Fig. 6 is a comparison graph of phase plane simulation results of different control parameters of the grid-type converter when the grid voltage of 1s drops to 30% and the fault is removed in 1.3s according to the embodiment. It can be known from the observation of the figure that the network-forming type converter after parameter optimization can return to a stable operation state after the fault is removed, and the converter under the control of the direct-current side voltage feedback active power or feedback reference angular frequency has the transient synchronous instability problem, so that the effectiveness and the accuracy of the provided direct-current side voltage hybrid control strategy and the optimization design method thereof are verified.

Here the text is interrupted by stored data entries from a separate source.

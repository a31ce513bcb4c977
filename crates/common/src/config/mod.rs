//! Configuration management for Swasya tools
//!
//! Supports loading configuration from:
//! - Default values
//! - Configuration files (config/default, config/{APP_ENV}, config/local)
//! - Environment variables (prefixed with APP__)
//! - Conventional variables: DATABASE_URL, OPENAI_API_KEY, ANTHROPIC_API_KEY

use crate::context::BackendKind;
use config::{Config, ConfigError, Environment, File};
use serde::{Deserialize, Serialize};
use std::path::PathBuf;
use std::time::Duration;

/// Main application configuration
#[derive(Debug, Clone, Deserialize, Serialize)]
pub struct AppConfig {
    /// Consultation store configuration
    #[serde(default)]
    pub store: StoreConfig,

    /// Persisted index configuration
    #[serde(default)]
    pub index: IndexConfig,

    /// Embedding service configuration
    #[serde(default)]
    pub embedding: EmbeddingConfig,

    /// Generative backend configuration
    #[serde(default)]
    pub llm: LlmConfig,

    /// HTTP server configuration (gateway only)
    #[serde(default)]
    pub server: ServerConfig,

    /// Observability configuration
    #[serde(default)]
    pub observability: ObservabilityConfig,
}

#[derive(Debug, Clone, Deserialize, Serialize)]
pub struct StoreConfig {
    /// Store connection URL
    #[serde(default = "default_store_url")]
    pub url: String,

    /// Connection timeout in seconds
    #[serde(default = "default_connect_timeout")]
    pub connect_timeout_secs: u64,

    /// Maximum number of connections held by one engine
    #[serde(default = "default_max_connections")]
    pub max_connections: u32,
}

#[derive(Debug, Clone, Deserialize, Serialize)]
pub struct IndexConfig {
    /// Directory the vector index is persisted to
    #[serde(default = "default_persist_dir")]
    pub persist_dir: PathBuf,

    /// Chunk size in tokens (approximated as 4 characters per token)
    #[serde(default = "default_chunk_size")]
    pub chunk_size: usize,

    /// Number of chunks returned per question
    #[serde(default = "default_similarity_top_k")]
    pub similarity_top_k: usize,
}

#[derive(Debug, Clone, Deserialize, Serialize)]
pub struct EmbeddingConfig {
    /// Embedding provider: mock, openai
    #[serde(default = "default_embedding_provider")]
    pub provider: String,

    /// API key for embedding service
    pub api_key: Option<String>,

    /// API base URL (for custom endpoints)
    pub api_base: Option<String>,

    /// Model to use
    #[serde(default = "default_embedding_model")]
    pub model: String,

    /// Embedding dimension
    #[serde(default = "default_embedding_dimension")]
    pub dimension: usize,

    /// Request timeout in seconds
    #[serde(default = "default_embedding_timeout")]
    pub timeout_secs: u64,

    /// Maximum retries
    #[serde(default = "default_embedding_retries")]
    pub max_retries: u32,

    /// Batch size for embedding requests
    #[serde(default = "default_batch_size")]
    pub batch_size: usize,
}

#[derive(Debug, Clone, Deserialize, Serialize)]
pub struct LlmConfig {
    /// Generative provider: mock, openai, anthropic
    #[serde(default = "default_llm_provider")]
    pub provider: String,

    /// API key for the generative provider
    pub api_key: Option<String>,

    /// Endpoint override
    pub endpoint: Option<String>,

    /// Model name
    #[serde(default = "default_llm_model")]
    pub model: String,

    /// Maximum output tokens
    #[serde(default = "default_max_tokens")]
    pub max_tokens: usize,

    /// Sampling temperature
    #[serde(default = "default_temperature")]
    pub temperature: f32,

    /// Request timeout in seconds
    #[serde(default = "default_llm_timeout")]
    pub timeout_secs: u64,
}

#[derive(Debug, Clone, Deserialize, Serialize)]
pub struct ServerConfig {
    /// Host to bind to
    #[serde(default = "default_host")]
    pub host: String,

    /// Port to listen on
    #[serde(default = "default_port")]
    pub port: u16,
}

#[derive(Debug, Clone, Deserialize, Serialize)]
pub struct ObservabilityConfig {
    /// Log level (debug, info, warn, error)
    #[serde(default = "default_log_level")]
    pub log_level: String,

    /// Enable JSON logging
    #[serde(default = "default_json_logging")]
    pub json_logging: bool,

    /// Metrics port (0 to disable)
    #[serde(default)]
    pub metrics_port: u16,
}

// Default value functions
fn default_store_url() -> String { "postgres://localhost/swasya".to_string() }
fn default_connect_timeout() -> u64 { 10 }
fn default_max_connections() -> u32 { 1 }
fn default_persist_dir() -> PathBuf { PathBuf::from(crate::DEFAULT_PERSIST_DIR) }
fn default_chunk_size() -> usize { 512 }
fn default_similarity_top_k() -> usize { 2 }
fn default_embedding_provider() -> String { "mock".to_string() }
fn default_embedding_model() -> String { "text-embedding-3-small".to_string() }
fn default_embedding_dimension() -> usize { crate::DEFAULT_EMBEDDING_DIMENSION }
fn default_embedding_timeout() -> u64 { 30 }
fn default_embedding_retries() -> u32 { 3 }
fn default_batch_size() -> usize { 100 }
fn default_llm_provider() -> String { "mock".to_string() }
fn default_llm_model() -> String { "gpt-4o-mini".to_string() }
fn default_max_tokens() -> usize { 1000 }
fn default_temperature() -> f32 { 0.1 }
fn default_llm_timeout() -> u64 { 60 }
fn default_host() -> String { "0.0.0.0".to_string() }
fn default_port() -> u16 { 5001 }
fn default_log_level() -> String { "info".to_string() }
fn default_json_logging() -> bool { true }

impl Default for StoreConfig {
    fn default() -> Self {
        Self {
            url: default_store_url(),
            connect_timeout_secs: default_connect_timeout(),
            max_connections: default_max_connections(),
        }
    }
}

impl Default for IndexConfig {
    fn default() -> Self {
        Self {
            persist_dir: default_persist_dir(),
            chunk_size: default_chunk_size(),
            similarity_top_k: default_similarity_top_k(),
        }
    }
}

impl Default for EmbeddingConfig {
    fn default() -> Self {
        Self {
            provider: default_embedding_provider(),
            api_key: None,
            api_base: None,
            model: default_embedding_model(),
            dimension: default_embedding_dimension(),
            timeout_secs: default_embedding_timeout(),
            max_retries: default_embedding_retries(),
            batch_size: default_batch_size(),
        }
    }
}

impl Default for LlmConfig {
    fn default() -> Self {
        Self {
            provider: default_llm_provider(),
            api_key: None,
            endpoint: None,
            model: default_llm_model(),
            max_tokens: default_max_tokens(),
            temperature: default_temperature(),
            timeout_secs: default_llm_timeout(),
        }
    }
}

impl Default for ServerConfig {
    fn default() -> Self {
        Self {
            host: default_host(),
            port: default_port(),
        }
    }
}

impl Default for ObservabilityConfig {
    fn default() -> Self {
        Self {
            log_level: default_log_level(),
            json_logging: default_json_logging(),
            metrics_port: 0,
        }
    }
}

impl Default for AppConfig {
    fn default() -> Self {
        Self {
            store: StoreConfig::default(),
            index: IndexConfig::default(),
            embedding: EmbeddingConfig::default(),
            llm: LlmConfig::default(),
            server: ServerConfig::default(),
            observability: ObservabilityConfig::default(),
        }
    }
}

impl LlmConfig {
    /// Which synthesis strategy this configuration selects.
    ///
    /// Only a real provider with a non-empty key is generative; everything
    /// else falls back to heuristic synthesis.
    pub fn backend_kind(&self) -> BackendKind {
        let has_key = self.api_key.as_deref().is_some_and(|k| !k.trim().is_empty());
        match self.provider.as_str() {
            "openai" | "anthropic" if has_key => BackendKind::Generative,
            _ => BackendKind::Heuristic,
        }
    }

    /// Get request timeout as Duration
    pub fn timeout(&self) -> Duration {
        Duration::from_secs(self.timeout_secs)
    }
}

impl AppConfig {
    /// Load configuration from environment and files
    pub fn load() -> Result<Self, ConfigError> {
        let env = std::env::var("APP_ENV").unwrap_or_else(|_| "development".to_string());

        let config = Config::builder()
            // Load base config file
            .add_source(File::with_name("config/default").required(false))

            // Load environment-specific config
            .add_source(File::with_name(&format!("config/{}", env)).required(false))

            // Load local overrides
            .add_source(File::with_name("config/local").required(false))

            // Load from environment variables with APP__ prefix
            // e.g., APP__INDEX__SIMILARITY_TOP_K=3
            .add_source(
                Environment::with_prefix("APP")
                    .separator("__")
                    .try_parsing(true)
            );

        let config = Self::with_conventional_env(config)?.build()?;

        config.try_deserialize()
    }

    /// Apply the unprefixed variables deployments commonly set in `.env`.
    fn with_conventional_env(
        builder: config::ConfigBuilder<config::builder::DefaultState>,
    ) -> Result<config::ConfigBuilder<config::builder::DefaultState>, ConfigError> {
        let openai = std::env::var("OPENAI_API_KEY").ok();
        let anthropic = std::env::var("ANTHROPIC_API_KEY").ok();

        let database_url = std::env::var("DATABASE_URL").ok();

        let mut builder = builder.set_override_option("store.url", database_url)?;

        if let Some(key) = openai.filter(|k| !k.is_empty()) {
            builder = builder
                .set_default("llm.provider", "openai")?
                .set_override("llm.api_key", key)?;
        } else if let Some(key) = anthropic.filter(|k| !k.is_empty()) {
            builder = builder
                .set_default("llm.provider", "anthropic")?
                .set_default("llm.model", "claude-3-5-sonnet-20241022")?
                .set_override("llm.api_key", key)?;
        }

        Ok(builder)
    }
}

#[cfg(test)]
mod tests {
    use super::*;

    #[test]
    fn test_default_config() {
        let config = AppConfig::default();
        assert_eq!(config.index.persist_dir, PathBuf::from("./llama_index_storage"));
        assert_eq!(config.index.similarity_top_k, 2);
        assert_eq!(config.embedding.dimension, 384);
    }

    #[test]
    fn test_backend_kind_requires_key() {
        let mut llm = LlmConfig::default();
        assert_eq!(llm.backend_kind(), BackendKind::Heuristic);

        llm.provider = "openai".to_string();
        assert_eq!(llm.backend_kind(), BackendKind::Heuristic);

        llm.api_key = Some("  ".to_string());
        assert_eq!(llm.backend_kind(), BackendKind::Heuristic);

        llm.api_key = Some("sk-test".to_string());
        assert_eq!(llm.backend_kind(), BackendKind::Generative);

        llm.provider = "mock".to_string();
        assert_eq!(llm.backend_kind(), BackendKind::Heuristic);
    }

    #[test]
    fn test_partial_sections_deserialize() {
        let config: AppConfig =
            serde_json::from_str(r#"{"index": {"similarity_top_k": 5}}"#).unwrap();
        assert_eq!(config.index.similarity_top_k, 5);
        assert_eq!(config.index.chunk_size, 512);
        assert_eq!(config.llm.provider, "mock");
    }
}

The embodiment of the invention also discloses a voltage hybrid control system at the direct current side of the network-structured type converter, which comprises the following modules:

a control module: establishing a direct-current side voltage hybrid control strategy based on a topological structure and system parameters of the network-structured converter;

the networking type converter transient mathematical model building module comprises: constructing a direct-current side equivalent dynamic equation of the network-type converter based on the dynamic characteristics of the direct-current side capacitor circuit; constructing a power control loop of the network-structured type converter based on each angular frequency output in the topological structure; based on the transmission characteristics of the two-port network, an equation of the active power and the reactive power output by the converter is established; constructing a transient mathematical model of the network-forming type converter under a synchronous stable scale by combining a direct-current side equivalent dynamic equation, a power control loop of the network-forming type converter and a converter output active power and reactive power equation;

a parameter analysis module: determining a change curve of reference active power through a transient mathematical model of the network-forming type converter, and analyzing the influence of parameters on the transient stability of the network-forming type converter based on an equal-area rule to determine the influence of parameters;

a fault analysis module: calculating critical fault clearing time of the current transformer under different parameter perturbation through a numerical integration method;

a feedback module: and adjusting a DC side voltage hybrid control strategy in the control module based on parameter analysis results of the parameter analysis module and the fault analysis module.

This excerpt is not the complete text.